Collected data
=-=-=
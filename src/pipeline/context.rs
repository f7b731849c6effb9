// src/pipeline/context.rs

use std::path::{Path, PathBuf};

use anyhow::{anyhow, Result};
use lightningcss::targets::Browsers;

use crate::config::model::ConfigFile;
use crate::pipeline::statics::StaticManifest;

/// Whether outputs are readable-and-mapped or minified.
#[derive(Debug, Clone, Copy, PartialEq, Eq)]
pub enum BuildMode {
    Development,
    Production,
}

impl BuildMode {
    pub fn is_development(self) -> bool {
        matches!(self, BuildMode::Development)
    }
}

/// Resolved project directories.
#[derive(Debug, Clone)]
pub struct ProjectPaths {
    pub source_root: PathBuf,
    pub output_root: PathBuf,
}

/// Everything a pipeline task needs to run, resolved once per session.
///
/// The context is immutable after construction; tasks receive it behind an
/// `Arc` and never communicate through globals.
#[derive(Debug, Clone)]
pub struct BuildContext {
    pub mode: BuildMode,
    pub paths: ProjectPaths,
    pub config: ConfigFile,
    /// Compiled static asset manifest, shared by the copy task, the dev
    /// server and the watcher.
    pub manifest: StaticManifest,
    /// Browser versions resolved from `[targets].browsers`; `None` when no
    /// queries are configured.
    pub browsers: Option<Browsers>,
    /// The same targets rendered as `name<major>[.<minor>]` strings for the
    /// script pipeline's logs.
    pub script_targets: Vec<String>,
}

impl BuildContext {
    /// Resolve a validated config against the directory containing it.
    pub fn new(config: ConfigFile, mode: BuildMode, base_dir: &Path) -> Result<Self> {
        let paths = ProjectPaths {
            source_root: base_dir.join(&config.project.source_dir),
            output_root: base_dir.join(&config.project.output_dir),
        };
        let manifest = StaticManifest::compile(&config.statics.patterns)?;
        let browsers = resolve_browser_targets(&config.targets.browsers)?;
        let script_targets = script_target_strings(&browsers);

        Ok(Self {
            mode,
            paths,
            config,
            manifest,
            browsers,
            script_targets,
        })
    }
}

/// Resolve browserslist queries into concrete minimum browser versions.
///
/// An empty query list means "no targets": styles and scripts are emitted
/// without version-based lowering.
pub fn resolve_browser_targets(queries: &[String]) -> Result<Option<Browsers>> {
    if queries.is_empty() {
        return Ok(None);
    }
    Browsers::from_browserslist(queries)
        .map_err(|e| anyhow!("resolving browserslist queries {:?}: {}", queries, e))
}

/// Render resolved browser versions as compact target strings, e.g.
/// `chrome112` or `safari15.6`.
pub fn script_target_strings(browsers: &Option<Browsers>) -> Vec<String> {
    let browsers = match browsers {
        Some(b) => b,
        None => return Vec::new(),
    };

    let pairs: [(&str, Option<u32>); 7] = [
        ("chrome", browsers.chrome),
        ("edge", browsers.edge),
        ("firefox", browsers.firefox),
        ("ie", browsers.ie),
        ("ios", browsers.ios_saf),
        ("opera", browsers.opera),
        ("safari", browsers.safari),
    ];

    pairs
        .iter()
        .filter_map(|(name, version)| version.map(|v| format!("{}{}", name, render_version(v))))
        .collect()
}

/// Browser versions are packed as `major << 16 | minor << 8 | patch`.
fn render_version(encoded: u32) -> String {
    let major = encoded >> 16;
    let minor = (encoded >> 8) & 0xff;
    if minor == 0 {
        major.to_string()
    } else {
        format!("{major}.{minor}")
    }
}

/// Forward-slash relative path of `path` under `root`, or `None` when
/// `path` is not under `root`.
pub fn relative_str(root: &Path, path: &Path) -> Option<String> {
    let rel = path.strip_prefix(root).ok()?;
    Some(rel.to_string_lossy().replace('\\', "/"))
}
=-=-=
▶ **Aim of the task**
If a line above includes the string "BuildMode", pick it out.

▶ **Exercise response**
pub enum BuildMode {
impl BuildMode {
        matches!(self, BuildMode::Development)
    pub mode: BuildMode,
    pub fn new(config: ConfigFile, mode: BuildMode, base_dir: &Path) -> Result<Self> {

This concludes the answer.